▸ **Work to be completed**
Print the records below word for word, beginning with the first line and ending once the line containing "static SLOT_PATTERN: OnceLock<Regex>" is printed.

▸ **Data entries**
BEGIN
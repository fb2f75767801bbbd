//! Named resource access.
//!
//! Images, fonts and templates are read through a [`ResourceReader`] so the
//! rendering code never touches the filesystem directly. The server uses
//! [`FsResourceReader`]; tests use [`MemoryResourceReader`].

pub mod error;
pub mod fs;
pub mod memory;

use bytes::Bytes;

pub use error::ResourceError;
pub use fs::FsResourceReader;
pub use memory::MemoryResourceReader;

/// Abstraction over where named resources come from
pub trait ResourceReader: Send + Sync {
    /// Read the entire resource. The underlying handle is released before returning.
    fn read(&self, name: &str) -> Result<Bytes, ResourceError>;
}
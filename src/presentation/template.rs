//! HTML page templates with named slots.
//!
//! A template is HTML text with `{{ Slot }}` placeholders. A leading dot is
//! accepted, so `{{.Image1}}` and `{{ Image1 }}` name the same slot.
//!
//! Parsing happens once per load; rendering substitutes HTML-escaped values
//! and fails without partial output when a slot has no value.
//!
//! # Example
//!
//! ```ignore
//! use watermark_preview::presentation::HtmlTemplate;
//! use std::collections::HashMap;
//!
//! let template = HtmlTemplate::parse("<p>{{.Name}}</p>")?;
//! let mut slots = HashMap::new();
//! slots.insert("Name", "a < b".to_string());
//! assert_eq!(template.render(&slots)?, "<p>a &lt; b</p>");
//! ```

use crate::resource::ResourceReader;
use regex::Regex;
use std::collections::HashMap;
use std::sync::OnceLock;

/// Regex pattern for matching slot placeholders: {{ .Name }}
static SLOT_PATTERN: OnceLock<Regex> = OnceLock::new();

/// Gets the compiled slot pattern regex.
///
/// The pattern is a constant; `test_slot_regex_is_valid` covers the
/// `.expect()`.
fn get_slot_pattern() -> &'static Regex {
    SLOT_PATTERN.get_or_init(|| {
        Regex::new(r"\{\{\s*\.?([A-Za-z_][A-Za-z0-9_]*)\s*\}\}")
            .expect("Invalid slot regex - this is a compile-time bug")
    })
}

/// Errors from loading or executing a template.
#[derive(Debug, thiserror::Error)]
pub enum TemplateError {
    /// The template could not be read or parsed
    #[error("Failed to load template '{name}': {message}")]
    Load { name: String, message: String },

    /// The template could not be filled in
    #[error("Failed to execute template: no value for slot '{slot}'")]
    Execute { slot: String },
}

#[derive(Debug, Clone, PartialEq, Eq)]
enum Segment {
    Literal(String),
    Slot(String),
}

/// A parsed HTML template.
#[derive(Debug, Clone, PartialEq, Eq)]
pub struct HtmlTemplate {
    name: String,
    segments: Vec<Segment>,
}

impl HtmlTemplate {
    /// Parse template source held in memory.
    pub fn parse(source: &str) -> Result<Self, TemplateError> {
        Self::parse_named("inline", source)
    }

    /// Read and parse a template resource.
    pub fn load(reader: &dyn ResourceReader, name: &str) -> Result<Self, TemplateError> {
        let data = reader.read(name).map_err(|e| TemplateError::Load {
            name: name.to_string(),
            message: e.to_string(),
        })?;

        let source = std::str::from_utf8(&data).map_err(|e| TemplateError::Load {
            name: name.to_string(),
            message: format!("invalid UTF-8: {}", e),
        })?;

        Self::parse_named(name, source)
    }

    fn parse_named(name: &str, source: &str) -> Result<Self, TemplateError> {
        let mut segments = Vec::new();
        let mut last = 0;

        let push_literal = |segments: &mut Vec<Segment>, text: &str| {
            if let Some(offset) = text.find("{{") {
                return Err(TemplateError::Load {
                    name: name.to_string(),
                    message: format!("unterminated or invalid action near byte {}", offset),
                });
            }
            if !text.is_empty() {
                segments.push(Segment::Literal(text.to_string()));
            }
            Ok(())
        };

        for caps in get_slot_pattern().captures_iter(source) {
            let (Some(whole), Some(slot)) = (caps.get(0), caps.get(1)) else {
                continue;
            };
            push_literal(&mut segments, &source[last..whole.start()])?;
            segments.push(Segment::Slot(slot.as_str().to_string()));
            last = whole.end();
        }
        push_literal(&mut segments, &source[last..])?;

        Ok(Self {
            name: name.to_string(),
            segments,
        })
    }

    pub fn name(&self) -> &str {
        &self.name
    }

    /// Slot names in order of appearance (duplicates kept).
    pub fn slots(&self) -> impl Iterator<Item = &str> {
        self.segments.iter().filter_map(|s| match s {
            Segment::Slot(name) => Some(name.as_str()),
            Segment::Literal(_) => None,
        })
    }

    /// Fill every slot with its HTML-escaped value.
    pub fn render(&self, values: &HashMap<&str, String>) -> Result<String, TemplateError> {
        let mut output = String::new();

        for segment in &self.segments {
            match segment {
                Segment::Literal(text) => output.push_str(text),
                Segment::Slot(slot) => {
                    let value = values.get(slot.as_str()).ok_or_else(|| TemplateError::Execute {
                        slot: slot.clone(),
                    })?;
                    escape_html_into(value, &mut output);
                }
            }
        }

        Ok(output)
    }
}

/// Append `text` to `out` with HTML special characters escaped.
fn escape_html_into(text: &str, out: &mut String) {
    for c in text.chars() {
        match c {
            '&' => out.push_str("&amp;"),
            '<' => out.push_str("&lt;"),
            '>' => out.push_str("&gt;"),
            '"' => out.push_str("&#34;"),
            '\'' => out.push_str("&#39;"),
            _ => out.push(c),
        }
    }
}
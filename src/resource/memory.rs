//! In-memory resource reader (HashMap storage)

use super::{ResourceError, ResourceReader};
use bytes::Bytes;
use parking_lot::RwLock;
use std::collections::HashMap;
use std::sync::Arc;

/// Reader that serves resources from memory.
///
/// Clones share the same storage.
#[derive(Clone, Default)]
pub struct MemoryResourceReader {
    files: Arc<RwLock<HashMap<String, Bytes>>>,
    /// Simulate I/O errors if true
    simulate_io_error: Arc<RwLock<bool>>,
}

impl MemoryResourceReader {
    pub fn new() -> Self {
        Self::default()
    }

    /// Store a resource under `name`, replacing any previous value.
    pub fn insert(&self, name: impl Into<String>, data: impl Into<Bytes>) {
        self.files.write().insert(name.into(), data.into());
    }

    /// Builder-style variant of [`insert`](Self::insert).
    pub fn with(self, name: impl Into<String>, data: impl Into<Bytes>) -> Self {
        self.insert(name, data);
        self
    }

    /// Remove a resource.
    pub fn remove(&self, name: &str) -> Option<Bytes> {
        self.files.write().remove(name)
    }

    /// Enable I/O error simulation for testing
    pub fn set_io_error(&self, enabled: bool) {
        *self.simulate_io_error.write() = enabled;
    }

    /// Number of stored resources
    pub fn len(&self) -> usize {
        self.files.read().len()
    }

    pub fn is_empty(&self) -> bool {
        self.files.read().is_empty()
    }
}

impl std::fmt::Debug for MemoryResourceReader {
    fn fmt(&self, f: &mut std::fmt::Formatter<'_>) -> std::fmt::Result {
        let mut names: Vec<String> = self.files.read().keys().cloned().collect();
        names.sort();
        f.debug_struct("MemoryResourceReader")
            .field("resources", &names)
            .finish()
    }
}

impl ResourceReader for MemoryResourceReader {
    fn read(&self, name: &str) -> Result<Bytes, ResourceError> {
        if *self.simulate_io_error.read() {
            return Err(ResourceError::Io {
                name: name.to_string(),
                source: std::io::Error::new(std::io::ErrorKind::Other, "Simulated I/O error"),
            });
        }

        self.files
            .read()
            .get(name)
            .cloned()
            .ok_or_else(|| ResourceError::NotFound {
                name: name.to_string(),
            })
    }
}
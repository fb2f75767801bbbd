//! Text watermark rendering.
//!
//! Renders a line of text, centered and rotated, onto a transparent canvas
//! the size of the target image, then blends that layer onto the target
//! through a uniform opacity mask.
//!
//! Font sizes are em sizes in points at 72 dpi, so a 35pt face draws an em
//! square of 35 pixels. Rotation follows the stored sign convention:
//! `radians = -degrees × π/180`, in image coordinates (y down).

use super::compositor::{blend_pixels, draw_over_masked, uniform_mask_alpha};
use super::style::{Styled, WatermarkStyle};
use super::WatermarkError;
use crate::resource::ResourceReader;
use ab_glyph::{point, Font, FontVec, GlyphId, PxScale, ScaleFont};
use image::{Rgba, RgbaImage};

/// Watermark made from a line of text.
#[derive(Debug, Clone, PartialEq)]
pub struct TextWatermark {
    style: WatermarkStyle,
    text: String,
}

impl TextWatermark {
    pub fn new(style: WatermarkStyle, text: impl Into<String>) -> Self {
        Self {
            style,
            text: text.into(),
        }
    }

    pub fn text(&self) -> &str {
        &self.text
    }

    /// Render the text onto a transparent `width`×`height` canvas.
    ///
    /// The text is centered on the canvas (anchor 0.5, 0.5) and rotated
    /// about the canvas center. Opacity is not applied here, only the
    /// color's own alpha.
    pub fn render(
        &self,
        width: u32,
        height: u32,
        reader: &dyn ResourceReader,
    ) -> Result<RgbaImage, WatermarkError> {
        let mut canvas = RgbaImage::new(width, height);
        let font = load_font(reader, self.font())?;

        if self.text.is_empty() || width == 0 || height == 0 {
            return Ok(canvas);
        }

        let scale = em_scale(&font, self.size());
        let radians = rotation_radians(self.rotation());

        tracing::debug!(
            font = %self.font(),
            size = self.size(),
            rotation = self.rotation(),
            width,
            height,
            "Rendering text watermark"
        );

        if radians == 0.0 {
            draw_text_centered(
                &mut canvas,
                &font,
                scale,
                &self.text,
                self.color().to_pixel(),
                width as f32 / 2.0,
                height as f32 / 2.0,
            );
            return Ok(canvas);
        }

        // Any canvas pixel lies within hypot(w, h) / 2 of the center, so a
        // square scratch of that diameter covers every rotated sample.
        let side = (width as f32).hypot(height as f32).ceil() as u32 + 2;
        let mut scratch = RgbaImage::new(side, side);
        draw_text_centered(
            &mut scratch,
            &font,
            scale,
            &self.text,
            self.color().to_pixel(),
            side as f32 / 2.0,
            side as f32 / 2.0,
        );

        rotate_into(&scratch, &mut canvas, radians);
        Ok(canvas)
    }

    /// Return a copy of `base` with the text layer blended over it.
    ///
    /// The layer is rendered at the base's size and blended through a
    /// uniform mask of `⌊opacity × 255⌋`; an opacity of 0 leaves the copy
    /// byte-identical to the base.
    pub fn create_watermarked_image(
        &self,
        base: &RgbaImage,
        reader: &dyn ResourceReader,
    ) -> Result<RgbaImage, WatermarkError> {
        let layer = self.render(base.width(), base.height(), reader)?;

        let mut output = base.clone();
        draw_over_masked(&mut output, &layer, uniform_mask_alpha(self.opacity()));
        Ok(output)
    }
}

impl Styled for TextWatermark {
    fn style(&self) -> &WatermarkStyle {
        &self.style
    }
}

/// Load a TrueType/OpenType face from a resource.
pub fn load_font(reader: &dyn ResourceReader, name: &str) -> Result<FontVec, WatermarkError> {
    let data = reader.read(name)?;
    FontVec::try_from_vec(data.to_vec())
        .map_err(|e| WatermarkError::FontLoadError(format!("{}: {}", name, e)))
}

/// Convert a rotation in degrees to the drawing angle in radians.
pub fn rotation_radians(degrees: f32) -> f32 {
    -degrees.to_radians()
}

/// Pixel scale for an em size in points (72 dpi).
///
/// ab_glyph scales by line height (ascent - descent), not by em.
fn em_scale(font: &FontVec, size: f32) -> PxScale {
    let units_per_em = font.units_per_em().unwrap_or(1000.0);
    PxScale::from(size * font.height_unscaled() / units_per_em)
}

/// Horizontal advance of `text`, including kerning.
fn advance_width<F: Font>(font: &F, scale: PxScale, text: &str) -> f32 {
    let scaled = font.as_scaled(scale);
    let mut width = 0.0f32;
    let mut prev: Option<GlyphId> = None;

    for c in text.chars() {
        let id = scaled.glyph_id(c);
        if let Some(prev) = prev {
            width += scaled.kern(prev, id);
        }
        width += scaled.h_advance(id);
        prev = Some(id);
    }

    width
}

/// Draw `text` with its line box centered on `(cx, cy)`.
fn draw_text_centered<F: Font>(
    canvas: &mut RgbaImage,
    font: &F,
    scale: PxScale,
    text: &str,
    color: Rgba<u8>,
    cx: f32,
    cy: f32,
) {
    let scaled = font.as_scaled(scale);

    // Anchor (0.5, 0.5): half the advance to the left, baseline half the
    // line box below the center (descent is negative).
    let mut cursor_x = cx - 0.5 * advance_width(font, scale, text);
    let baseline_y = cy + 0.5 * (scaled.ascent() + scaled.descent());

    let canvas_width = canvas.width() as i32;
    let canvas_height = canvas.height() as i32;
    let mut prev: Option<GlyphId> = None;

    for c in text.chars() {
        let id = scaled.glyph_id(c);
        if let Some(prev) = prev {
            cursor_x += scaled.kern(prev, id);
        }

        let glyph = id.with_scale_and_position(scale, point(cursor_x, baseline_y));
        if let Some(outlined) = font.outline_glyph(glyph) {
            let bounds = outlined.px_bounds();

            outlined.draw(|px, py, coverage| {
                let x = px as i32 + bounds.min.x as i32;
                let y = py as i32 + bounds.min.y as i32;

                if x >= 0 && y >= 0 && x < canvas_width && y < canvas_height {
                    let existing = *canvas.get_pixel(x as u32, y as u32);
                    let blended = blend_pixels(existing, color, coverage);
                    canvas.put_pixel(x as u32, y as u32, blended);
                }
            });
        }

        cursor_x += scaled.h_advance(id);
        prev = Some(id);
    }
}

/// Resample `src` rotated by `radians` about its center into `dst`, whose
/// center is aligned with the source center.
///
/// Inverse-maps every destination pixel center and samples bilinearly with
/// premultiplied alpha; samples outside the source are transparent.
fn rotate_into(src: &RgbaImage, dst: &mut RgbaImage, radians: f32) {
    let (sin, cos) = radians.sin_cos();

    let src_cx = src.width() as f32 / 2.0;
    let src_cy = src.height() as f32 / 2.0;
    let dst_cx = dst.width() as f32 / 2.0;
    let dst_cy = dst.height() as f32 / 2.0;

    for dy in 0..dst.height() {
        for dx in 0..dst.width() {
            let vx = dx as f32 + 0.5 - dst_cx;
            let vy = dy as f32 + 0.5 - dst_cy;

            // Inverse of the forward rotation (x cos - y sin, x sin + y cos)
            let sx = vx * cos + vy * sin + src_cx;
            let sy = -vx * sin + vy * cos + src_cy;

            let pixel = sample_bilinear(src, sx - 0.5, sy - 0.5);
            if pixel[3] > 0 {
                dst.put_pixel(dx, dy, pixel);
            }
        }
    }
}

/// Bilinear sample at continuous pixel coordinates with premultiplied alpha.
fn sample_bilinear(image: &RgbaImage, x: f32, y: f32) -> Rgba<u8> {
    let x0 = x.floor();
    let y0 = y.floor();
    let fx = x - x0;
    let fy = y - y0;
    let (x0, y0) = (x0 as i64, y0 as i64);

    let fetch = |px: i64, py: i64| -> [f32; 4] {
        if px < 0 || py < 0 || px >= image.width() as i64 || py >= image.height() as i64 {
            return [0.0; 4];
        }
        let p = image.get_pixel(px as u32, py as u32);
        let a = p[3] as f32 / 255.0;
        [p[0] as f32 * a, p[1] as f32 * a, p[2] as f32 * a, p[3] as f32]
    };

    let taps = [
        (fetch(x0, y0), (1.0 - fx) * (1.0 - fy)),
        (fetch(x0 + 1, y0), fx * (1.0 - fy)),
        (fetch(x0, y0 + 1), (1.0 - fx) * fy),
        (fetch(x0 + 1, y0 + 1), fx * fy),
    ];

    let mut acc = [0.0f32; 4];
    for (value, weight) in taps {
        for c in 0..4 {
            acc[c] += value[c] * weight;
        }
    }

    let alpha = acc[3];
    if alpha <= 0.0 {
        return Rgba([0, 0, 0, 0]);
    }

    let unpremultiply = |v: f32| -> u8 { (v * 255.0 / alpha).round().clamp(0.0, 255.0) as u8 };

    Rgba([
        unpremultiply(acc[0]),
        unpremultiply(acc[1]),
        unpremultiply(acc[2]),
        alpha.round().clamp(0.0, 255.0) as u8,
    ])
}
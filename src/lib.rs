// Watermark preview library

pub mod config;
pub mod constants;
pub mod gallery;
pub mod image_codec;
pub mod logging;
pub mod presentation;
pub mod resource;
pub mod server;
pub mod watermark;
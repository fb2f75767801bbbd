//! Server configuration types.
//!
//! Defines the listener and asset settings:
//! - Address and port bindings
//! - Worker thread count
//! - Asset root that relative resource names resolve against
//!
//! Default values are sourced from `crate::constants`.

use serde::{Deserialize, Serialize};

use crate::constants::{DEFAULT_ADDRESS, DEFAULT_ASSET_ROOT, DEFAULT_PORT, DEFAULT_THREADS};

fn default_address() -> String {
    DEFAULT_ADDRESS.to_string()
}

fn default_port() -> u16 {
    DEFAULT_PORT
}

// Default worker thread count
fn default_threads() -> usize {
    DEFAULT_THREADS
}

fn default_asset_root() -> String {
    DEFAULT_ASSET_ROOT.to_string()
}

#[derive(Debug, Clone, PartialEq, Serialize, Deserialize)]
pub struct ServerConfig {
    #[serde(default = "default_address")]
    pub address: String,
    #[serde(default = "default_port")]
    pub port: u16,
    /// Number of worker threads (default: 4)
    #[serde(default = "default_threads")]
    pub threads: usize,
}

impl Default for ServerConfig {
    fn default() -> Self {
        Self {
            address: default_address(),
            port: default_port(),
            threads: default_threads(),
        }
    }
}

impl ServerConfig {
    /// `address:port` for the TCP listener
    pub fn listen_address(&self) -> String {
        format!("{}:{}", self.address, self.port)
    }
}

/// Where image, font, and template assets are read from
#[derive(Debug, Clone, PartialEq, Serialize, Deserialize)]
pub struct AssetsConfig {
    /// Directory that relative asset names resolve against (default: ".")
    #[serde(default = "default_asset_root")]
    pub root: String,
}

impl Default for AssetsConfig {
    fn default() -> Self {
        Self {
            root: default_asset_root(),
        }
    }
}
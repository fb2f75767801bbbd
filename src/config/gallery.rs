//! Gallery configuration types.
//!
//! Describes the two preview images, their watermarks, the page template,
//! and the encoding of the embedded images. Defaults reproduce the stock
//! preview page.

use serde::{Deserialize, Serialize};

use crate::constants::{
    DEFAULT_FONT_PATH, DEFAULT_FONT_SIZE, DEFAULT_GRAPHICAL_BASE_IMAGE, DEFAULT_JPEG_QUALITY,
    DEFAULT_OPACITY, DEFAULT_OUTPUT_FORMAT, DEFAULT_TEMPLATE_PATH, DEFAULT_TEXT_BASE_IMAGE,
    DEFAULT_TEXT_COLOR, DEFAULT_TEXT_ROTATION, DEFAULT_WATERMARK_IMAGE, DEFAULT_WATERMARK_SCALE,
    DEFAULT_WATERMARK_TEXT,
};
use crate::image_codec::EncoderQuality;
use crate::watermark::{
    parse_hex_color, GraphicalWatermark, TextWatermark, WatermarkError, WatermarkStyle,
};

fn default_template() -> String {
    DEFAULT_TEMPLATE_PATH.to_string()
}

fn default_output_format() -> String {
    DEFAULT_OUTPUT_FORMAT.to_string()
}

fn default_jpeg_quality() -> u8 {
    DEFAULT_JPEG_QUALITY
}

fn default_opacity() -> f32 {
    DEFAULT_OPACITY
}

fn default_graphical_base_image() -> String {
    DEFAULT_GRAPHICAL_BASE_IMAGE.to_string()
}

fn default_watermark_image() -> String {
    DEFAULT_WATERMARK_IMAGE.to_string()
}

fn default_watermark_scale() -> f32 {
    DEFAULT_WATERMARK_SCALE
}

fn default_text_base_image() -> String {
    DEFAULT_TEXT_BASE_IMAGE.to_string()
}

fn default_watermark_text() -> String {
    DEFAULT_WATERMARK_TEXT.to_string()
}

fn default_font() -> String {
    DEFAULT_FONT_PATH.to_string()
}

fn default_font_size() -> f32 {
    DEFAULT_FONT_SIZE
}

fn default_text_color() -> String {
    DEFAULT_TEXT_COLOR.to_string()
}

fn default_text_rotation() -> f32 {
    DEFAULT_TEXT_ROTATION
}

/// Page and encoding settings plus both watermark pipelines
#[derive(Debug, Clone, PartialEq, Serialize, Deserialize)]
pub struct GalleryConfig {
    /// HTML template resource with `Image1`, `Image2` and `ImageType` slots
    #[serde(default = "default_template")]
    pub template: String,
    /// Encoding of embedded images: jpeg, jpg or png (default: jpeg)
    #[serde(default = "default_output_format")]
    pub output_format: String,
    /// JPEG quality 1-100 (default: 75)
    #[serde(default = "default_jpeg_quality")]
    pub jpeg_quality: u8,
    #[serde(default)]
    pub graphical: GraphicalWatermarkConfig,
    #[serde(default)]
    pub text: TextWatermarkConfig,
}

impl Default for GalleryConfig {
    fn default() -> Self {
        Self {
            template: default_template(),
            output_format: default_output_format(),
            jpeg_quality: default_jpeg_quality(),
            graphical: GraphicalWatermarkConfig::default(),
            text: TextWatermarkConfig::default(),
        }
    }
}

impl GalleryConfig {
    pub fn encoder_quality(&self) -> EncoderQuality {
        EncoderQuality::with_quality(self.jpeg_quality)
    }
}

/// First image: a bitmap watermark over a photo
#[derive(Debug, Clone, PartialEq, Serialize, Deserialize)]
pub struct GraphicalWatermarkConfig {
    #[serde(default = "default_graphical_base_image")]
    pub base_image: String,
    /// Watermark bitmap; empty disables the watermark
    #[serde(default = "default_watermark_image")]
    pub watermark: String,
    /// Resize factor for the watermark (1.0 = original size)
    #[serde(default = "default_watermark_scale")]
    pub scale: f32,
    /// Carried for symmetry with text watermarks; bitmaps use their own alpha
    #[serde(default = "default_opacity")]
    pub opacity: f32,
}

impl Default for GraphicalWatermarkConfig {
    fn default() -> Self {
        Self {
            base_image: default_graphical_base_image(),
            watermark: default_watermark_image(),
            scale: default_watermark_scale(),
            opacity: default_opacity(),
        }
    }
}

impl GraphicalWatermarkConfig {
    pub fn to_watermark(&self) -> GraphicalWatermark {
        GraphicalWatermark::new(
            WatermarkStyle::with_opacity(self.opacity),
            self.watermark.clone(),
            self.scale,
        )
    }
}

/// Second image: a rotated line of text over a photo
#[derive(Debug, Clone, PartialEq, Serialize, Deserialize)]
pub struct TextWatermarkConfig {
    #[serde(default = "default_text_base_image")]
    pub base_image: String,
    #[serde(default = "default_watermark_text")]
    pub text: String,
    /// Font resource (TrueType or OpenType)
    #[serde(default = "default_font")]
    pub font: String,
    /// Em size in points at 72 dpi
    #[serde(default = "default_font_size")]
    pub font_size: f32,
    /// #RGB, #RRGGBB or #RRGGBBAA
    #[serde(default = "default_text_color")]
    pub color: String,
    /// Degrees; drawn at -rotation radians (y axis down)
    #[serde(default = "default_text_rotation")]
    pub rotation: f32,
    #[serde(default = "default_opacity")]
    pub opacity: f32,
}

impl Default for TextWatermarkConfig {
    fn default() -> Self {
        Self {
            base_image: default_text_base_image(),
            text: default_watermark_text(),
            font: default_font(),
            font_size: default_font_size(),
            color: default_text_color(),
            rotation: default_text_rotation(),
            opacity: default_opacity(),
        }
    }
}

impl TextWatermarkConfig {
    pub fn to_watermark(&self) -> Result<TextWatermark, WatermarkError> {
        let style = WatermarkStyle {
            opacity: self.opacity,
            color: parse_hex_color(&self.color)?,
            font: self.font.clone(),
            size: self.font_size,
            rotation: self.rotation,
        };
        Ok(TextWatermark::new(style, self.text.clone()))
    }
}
END
▸ **Solution**
repository fb2f75767801bbbd
//! Named resource access.
//!
//! Images, fonts and templates are read through a [`ResourceReader`] so the
//! rendering code never touches the filesystem directly. The server uses
//! [`FsResourceReader`]; tests use [`MemoryResourceReader`].

pub mod error;
pub mod fs;
pub mod memory;

use bytes::Bytes;

pub use error::ResourceError;
pub use fs::FsResourceReader;
pub use memory::MemoryResourceReader;

/// Abstraction over where named resources come from
pub trait ResourceReader: Send + Sync {
    /// Read the entire resource. The underlying handle is released before returning.
    fn read(&self, name: &str) -> Result<Bytes, ResourceError>;
}
filename src/presentation/template.rs
//! HTML page templates with named slots.
//!
//! A template is HTML text with `{{ Slot }}` placeholders. A leading dot is
//! accepted, so `{{.Image1}}` and `{{ Image1 }}` name the same slot.
//!
//! Parsing happens once per load; rendering substitutes HTML-escaped values
//! and fails without partial output when a slot has no value.
//!
//! # Example
//!
//! ```ignore
//! use watermark_preview::presentation::HtmlTemplate;
//! use std::collections::HashMap;
//!
//! let template = HtmlTemplate::parse("<p>{{.Name}}</p>")?;
//! let mut slots = HashMap::new();
//! slots.insert("Name", "a < b".to_string());
//! assert_eq!(template.render(&slots)?, "<p>a &lt; b</p>");
//! ```

use crate::resource::ResourceReader;
use regex::Regex;
use std::collections::HashMap;
use std::sync::OnceLock;

/// Regex pattern for matching slot placeholders: {{ .Name }}
static SLOT_PATTERN: OnceLock<Regex> = OnceLock::new();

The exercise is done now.